ABOUT THIS TASK
The entries underneath need to be duplicated exactly, with none omitted.

***

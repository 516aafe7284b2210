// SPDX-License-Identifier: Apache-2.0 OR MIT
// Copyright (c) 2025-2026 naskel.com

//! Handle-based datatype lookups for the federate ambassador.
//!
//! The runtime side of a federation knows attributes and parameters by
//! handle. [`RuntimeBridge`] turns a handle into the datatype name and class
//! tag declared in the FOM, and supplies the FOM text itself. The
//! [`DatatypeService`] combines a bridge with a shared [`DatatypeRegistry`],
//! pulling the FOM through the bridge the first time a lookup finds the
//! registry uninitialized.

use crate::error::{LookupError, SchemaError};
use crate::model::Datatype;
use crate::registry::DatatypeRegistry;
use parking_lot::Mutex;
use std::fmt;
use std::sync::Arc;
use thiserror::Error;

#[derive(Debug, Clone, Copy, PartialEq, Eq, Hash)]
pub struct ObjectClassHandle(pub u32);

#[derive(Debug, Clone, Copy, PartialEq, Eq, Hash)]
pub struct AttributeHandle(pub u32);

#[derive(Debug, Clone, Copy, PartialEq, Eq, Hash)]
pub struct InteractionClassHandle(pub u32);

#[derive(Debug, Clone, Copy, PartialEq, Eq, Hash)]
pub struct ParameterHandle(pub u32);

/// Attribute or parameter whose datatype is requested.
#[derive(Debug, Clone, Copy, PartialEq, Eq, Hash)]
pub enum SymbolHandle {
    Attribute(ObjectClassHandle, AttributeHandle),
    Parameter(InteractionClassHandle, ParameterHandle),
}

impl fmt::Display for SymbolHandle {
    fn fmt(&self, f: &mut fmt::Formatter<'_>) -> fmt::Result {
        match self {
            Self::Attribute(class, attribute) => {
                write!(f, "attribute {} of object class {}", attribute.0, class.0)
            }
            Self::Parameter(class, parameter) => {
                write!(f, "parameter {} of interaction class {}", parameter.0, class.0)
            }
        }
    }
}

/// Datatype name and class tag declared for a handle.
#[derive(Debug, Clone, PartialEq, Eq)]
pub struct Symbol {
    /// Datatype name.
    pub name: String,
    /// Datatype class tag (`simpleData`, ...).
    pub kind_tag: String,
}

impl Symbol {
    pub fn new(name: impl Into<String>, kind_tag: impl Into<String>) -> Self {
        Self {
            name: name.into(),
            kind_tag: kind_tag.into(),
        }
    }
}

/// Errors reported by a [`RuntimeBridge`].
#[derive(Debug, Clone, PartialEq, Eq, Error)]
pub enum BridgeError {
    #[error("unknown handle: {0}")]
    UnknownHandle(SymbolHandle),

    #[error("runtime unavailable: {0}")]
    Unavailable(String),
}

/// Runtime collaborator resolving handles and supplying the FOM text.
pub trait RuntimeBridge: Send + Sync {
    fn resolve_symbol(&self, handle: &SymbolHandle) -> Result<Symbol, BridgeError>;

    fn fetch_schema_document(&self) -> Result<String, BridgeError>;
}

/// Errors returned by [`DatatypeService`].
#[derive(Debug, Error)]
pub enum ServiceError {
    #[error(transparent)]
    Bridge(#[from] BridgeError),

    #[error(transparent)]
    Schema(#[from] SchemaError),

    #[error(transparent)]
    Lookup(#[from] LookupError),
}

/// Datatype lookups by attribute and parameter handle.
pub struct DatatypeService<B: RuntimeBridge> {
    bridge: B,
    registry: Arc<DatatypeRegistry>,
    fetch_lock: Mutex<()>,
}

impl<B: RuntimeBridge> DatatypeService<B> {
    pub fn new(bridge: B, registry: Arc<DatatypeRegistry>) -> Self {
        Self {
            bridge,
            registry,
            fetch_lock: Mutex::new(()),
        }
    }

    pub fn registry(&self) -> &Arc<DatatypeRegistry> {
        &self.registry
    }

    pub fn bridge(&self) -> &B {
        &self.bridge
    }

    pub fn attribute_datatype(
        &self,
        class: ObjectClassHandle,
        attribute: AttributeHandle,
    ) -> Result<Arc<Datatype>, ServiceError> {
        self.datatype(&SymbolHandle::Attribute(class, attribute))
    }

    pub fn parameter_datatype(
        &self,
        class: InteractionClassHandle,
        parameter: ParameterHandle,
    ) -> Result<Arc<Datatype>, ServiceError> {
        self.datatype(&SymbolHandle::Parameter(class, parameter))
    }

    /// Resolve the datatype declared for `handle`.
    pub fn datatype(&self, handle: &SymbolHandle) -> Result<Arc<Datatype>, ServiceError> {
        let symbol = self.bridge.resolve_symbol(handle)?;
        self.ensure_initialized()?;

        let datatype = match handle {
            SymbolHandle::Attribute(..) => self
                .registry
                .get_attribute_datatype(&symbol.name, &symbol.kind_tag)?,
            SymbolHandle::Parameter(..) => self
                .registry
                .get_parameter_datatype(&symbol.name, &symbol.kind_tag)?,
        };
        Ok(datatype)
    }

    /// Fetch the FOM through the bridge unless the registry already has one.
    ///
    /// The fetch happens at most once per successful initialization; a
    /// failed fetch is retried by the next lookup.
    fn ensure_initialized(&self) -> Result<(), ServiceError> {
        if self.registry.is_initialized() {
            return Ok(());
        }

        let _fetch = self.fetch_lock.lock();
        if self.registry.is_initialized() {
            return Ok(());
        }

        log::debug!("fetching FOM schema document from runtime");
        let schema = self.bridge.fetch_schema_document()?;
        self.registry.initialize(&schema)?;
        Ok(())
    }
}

***

EXERCISE RESPONSE
repository 516aafe7284b2210
// SPDX-License-Identifier: Apache-2.0 OR MIT
// Copyright (c) 2025-2026 naskel.com

//! Handle-based datatype lookups for the federate ambassador.
//!
//! The runtime side of a federation knows attributes and parameters by
//! handle. [`RuntimeBridge`] turns a handle into the datatype name and class
//! tag declared in the FOM, and supplies the FOM text itself. The
//! [`DatatypeService`] combines a bridge with a shared [`DatatypeRegistry`],
//! pulling the FOM through the bridge the first time a lookup finds the
//! registry uninitialized.

use crate::error::{LookupError, SchemaError};
use crate::model::Datatype;
use crate::registry::DatatypeRegistry;
use parking_lot::Mutex;
use std::fmt;
use std::sync::Arc;
use thiserror::Error;

#[derive(Debug, Clone, Copy, PartialEq, Eq, Hash)]
pub struct ObjectClassHandle(pub u32);

#[derive(Debug, Clone, Copy, PartialEq, Eq, Hash)]
pub struct AttributeHandle(pub u32);

#[derive(Debug, Clone, Copy, PartialEq, Eq, Hash)]
pub struct InteractionClassHandle(pub u32);

#[derive(Debug, Clone, Copy, PartialEq, Eq, Hash)]
pub struct ParameterHandle(pub u32);

/// Attribute or parameter whose datatype is requested.
#[derive(Debug, Clone, Copy, PartialEq, Eq, Hash)]
pub enum SymbolHandle {
    Attribute(ObjectClassHandle, AttributeHandle),
    Parameter(InteractionClassHandle, ParameterHandle),
}

impl fmt::Display for SymbolHandle {
    fn fmt(&self, f: &mut fmt::Formatter<'_>) -> fmt::Result {
        match self {
            Self::Attribute(class, attribute) => {
                write!(f, "attribute {} of object class {}", attribute.0, class.0)
            }
            Self::Parameter(class, parameter) => {
                write!(f, "parameter {} of interaction class {}", parameter.0, class.0)
            }
        }
    }
}

/// Datatype name and class tag declared for a handle.
#[derive(Debug, Clone, PartialEq, Eq)]
pub struct Symbol {
    /// Datatype name.
    pub name: String,
    /// Datatype class tag (`simpleData`, ...).
    pub kind_tag: String,
}

impl Symbol {
    pub fn new(name: impl Into<String>, kind_tag: impl Into<String>) -> Self {
        Self {
            name: name.into(),
            kind_tag: kind_tag.into(),
        }
    }
}

/// Errors reported by a [`RuntimeBridge`].
#[derive(Debug, Clone, PartialEq, Eq, Error)]
pub enum BridgeError {
    #[error("unknown handle: {0}")]
    UnknownHandle(SymbolHandle),

    #[error("runtime unavailable: {0}")]
    Unavailable(String),
}

/// Runtime collaborator resolving handles and supplying the FOM text.
pub trait RuntimeBridge: Send + Sync {
    fn resolve_symbol(&self, handle: &SymbolHandle) -> Result<Symbol, BridgeError>;

    fn fetch_schema_document(&self) -> Result<String, BridgeError>;
}

/// Errors returned by [`DatatypeService`].
#[derive(Debug, Error)]
pub enum ServiceError {
    #[error(transparent)]
    Bridge(#[from] BridgeError),

    #[error(transparent)]
    Schema(#[from] SchemaError),

    #[error(transparent)]
    Lookup(#[from] LookupError),
}

/// Datatype lookups by attribute and parameter handle.
pub struct DatatypeService<B: RuntimeBridge> {
    bridge: B,
    registry: Arc<DatatypeRegistry>,
    fetch_lock: Mutex<()>,
}

impl<B: RuntimeBridge> DatatypeService<B> {
    pub fn new(bridge: B, registry: Arc<DatatypeRegistry>) -> Self {
        Self {
            bridge,
            registry,
            fetch_lock: Mutex::new(()),
        }
    }

    pub fn registry(&self) -> &Arc<DatatypeRegistry> {
        &self.registry
    }

    pub fn bridge(&self) -> &B {
        &self.bridge
    }

    pub fn attribute_datatype(
        &self,
        class: ObjectClassHandle,
        attribute: AttributeHandle,
    ) -> Result<Arc<Datatype>, ServiceError> {
        self.datatype(&SymbolHandle::Attribute(class, attribute))
    }

    pub fn parameter_datatype(
        &self,
        class: InteractionClassHandle,
        parameter: ParameterHandle,
    ) -> Result<Arc<Datatype>, ServiceError> {
        self.datatype(&SymbolHandle::Parameter(class, parameter))
    }

    /// Resolve the datatype declared for `handle`.
    pub fn datatype(&self, handle: &SymbolHandle) -> Result<Arc<Datatype>, ServiceError> {
        let symbol = self.bridge.resolve_symbol(handle)?;
        self.ensure_initialized()?;

        let datatype = match handle {
            SymbolHandle::Attribute(..) => self
                .registry
                .get_attribute_datatype(&symbol.name, &symbol.kind_tag)?,
            SymbolHandle::Parameter(..) => self
                .registry
                .get_parameter_datatype(&symbol.name, &symbol.kind_tag)?,
        };
        Ok(datatype)
    }

    /// Fetch the FOM through the bridge unless the registry already has one.
    ///
    /// The fetch happens at most once per successful initialization; a
    /// failed fetch is retried by the next lookup.
    fn ensure_initialized(&self) -> Result<(), ServiceError> {
        if self.registry.is_initialized() {
            return Ok(());
        }

        let _fetch = self.fetch_lock.lock();
        if self.registry.is_initialized() {
            return Ok(());
        }

        log::debug!("fetching FOM schema document from runtime");
        let schema = self.bridge.fetch_schema_document()?;
        self.registry.initialize(&schema)?;
        Ok(())
    }
}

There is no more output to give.